После жаркого, измучившего лета наступили осенние праздники – иначе нельзя назвать эти лазурные позолоченные дни и свежие, безветренные ночи. Человек много гулял в одиночестве и читал много старых книг из своей богатой библиотеки. Как всегда, осенью появились полчища мух, жирных, тяжелых, носящихся по комнате и пулями бьющих в стекло. А есть ли среди них та жалкая летняя мушка, которая подвела итог восьми лет семейной жизни, – уже не казалось столь важным и существенным. Он по-прежнему не всегда хорошо спал, однако не огорчался этим, ибо научился читать ночью книги таким образом, что просыпался утром от их чтения совершенно бодрым, как от крепкого, полноценного отдыха.

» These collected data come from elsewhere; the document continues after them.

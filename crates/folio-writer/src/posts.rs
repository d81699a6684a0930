//! Markdown post writer.
//!
//! Posts land in `_posts/{locale}/{YYYY-MM-DD}-{slug}.md` with a YAML front
//! matter block followed by the Markdown body.

use std::fs;
use std::path::{Path, PathBuf};
use std::sync::LazyLock;

use chrono::{Local, NaiveDate};
use folio_transform::Post;
use regex::Regex;
use tracing::{error, info, warn};

use crate::error::WriteError;

/// Slug used when sanitizing leaves nothing.
pub const UNTITLED_SLUG: &str = "untitled";

const DATE_FORMAT: &str = "%Y-%m-%d";

static NON_SLUG_PATTERN: LazyLock<Regex> =
    LazyLock::new(|| Regex::new(r"[^a-z0-9-]").expect("invalid slug regex"));
static DASH_RUN_PATTERN: LazyLock<Regex> =
    LazyLock::new(|| Regex::new(r"-{2,}").expect("invalid dash regex"));

/// Result of writing a batch of posts.
#[derive(Clone, Copy, Debug, Default, PartialEq, Eq)]
pub struct WriteSummary {
    pub written: usize,
    pub failed: usize,
}

/// Writes blog posts under `{base}/_posts/`.
#[derive(Debug)]
pub struct PostWriter {
    posts_dir: PathBuf,
}

impl PostWriter {
    #[must_use]
    pub fn new(base: impl AsRef<Path>) -> Self {
        Self {
            posts_dir: base.as_ref().join("_posts"),
        }
    }

    /// Destination path of a post.
    #[must_use]
    pub fn post_path(&self, post: &Post, locale: &str) -> PathBuf {
        let front_matter = &post.front_matter;
        let slug = sanitize_slug(front_matter.slug.as_deref().unwrap_or_default());
        let date = date_prefix(front_matter.publish_date.as_deref());
        self.posts_dir.join(locale).join(format!("{date}-{slug}.md"))
    }

    /// Write a single post, creating the locale folder if needed.
    ///
    /// # Errors
    ///
    /// Returns [`WriteError`] if serialization or the filesystem write fails.
    pub fn write_post(&self, post: &Post, locale: &str) -> Result<PathBuf, WriteError> {
        let path = self.post_path(post, locale);
        self.ensure_locale_dir(locale)?;

        let content = render_post(post)?;
        fs::write(&path, content).map_err(|e| WriteError::io(&path, e))?;

        info!(path = %path.display(), locale, "Post written");
        Ok(path)
    }

    /// Write many posts, logging and counting failures.
    pub fn write_posts(&self, posts: &[Post], locale: &str) -> WriteSummary {
        let mut summary = WriteSummary::default();
        for post in posts {
            match self.write_post(post, locale) {
                Ok(_) => summary.written += 1,
                Err(e) => {
                    error!(locale, error = %e, "Post write failed");
                    summary.failed += 1;
                }
            }
        }
        info!(
            locale,
            success = summary.written,
            failed = summary.failed,
            "Posts written"
        );
        summary
    }

    fn ensure_locale_dir(&self, locale: &str) -> Result<(), WriteError> {
        let dir = self.posts_dir.join(locale);
        if !dir.is_dir() {
            fs::create_dir_all(&dir).map_err(|e| WriteError::io(&dir, e))?;
            info!(path = %dir.display(), "Folder created");
        }
        Ok(())
    }
}

/// Front matter block followed by the body.
fn render_post(post: &Post) -> Result<String, WriteError> {
    let yaml = serde_yaml::to_string(&post.front_matter)?;
    Ok(format!("---\n{yaml}---\n\n{}\n", post.body))
}

/// Lowercase kebab-case slug safe for filenames.
///
/// Spaces become hyphens, characters outside `[a-z0-9-]` are dropped,
/// hyphen runs collapse and edge hyphens are trimmed. An empty result
/// becomes [`UNTITLED_SLUG`].
#[must_use]
pub fn sanitize_slug(slug: &str) -> String {
    let lowered = slug.to_lowercase().replace(' ', "-");
    let cleaned = NON_SLUG_PATTERN.replace_all(&lowered, "");
    let collapsed = DASH_RUN_PATTERN.replace_all(&cleaned, "-");
    let trimmed = collapsed.trim_matches('-');
    if trimmed.is_empty() {
        UNTITLED_SLUG.to_owned()
    } else {
        trimmed.to_owned()
    }
}

/// `YYYY-MM-DD` from the start of an ISO 8601 date, else today's date.
#[must_use]
pub fn date_prefix(publish_date: Option<&str>) -> String {
    let Some(publish_date) = publish_date.filter(|d| !d.is_empty()) else {
        warn!("Missing publish date, using current date");
        return today();
    };
    let parsed = publish_date
        .get(..10)
        .and_then(|prefix| NaiveDate::parse_from_str(prefix, DATE_FORMAT).ok());
    if let Some(date) = parsed {
        date.format(DATE_FORMAT).to_string()
    } else {
        warn!(date = publish_date, "Invalid publish date, using current date");
        today()
    }
}

fn today() -> String {
    Local::now().date_naive().format(DATE_FORMAT).to_string()
}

Однажды ночью он читал старую книгу, где описывалась жизнь четвертого века нашей эры, когда язычество и христианство зверствами и хитростью пытались восторжествовать друг над другом. Главным полем их битвы было тело человека, которым можно было завладеть, лишь влив в его мехи свое вино и выплеснув чужое.
«Христианская мораль, – писал Человек без помарок, – это спасение человека от языческой радости, от поедания сладкого яблочка земного Эдема. Ибо если небесный рай существует и создан Богом, то земной рай может быть воссоздан каждым лишь в теле своем. Наказанием за похищенное небесное яблочко было изгнание на землю. Наказанием за похищенное земное яблочко может быть только изгнание в небытие. Вот против чего боролось христианство, и борьба его была благородна. Но жертвы, которых оно требовало за спасение, были ужасны, и по сей день древний замысел собирает кровавую жатву. Идеалом христианства было воссоединение тела, рассеченного на мужчину и женщину, в Единое. В этом идеале было даже нечто, вносящее поправку в замысел Божий, вернее, вносящее земную поправку в Небесный замысел. «Непорочное зачатие» – Самсона и Иисуса – как вершина. «Жена да прилепится к мужу», как его повседневное, бытовое отражение. Тело доступно всем, дух доступен немногим. Несчастливой христианской жизни тела язычники противопоставили его счастливую погибель. Христианскому воссоединению тел – языческую разлуку мужского и женского, их обособленную жизнь, превращение их в два разных земных существа, обреченных на борьбу. Кто способен на любовь? То есть продолжительное время любить не себя? Единицы. Кто способен на наслаждение, которое всегда непродолжительно, но всегда оставляет память и стремление пережить его вновь? Каждый. Язычество недаром многобожье. Каждый, вкушая земное яблочко, становится богом. Но рассеченное тело – это наслаждение-борьба, это Троянская война. И хитрый, миролюбивый античный человек находит третий путь – путь влюбленных сатиров. Вот запись: «Один жаждет коснуться груди юноши, другой – обнять за шею, третий желает сорвать поцелуй. Они усыпают его цветами и поклоняются ему, словно кумиру».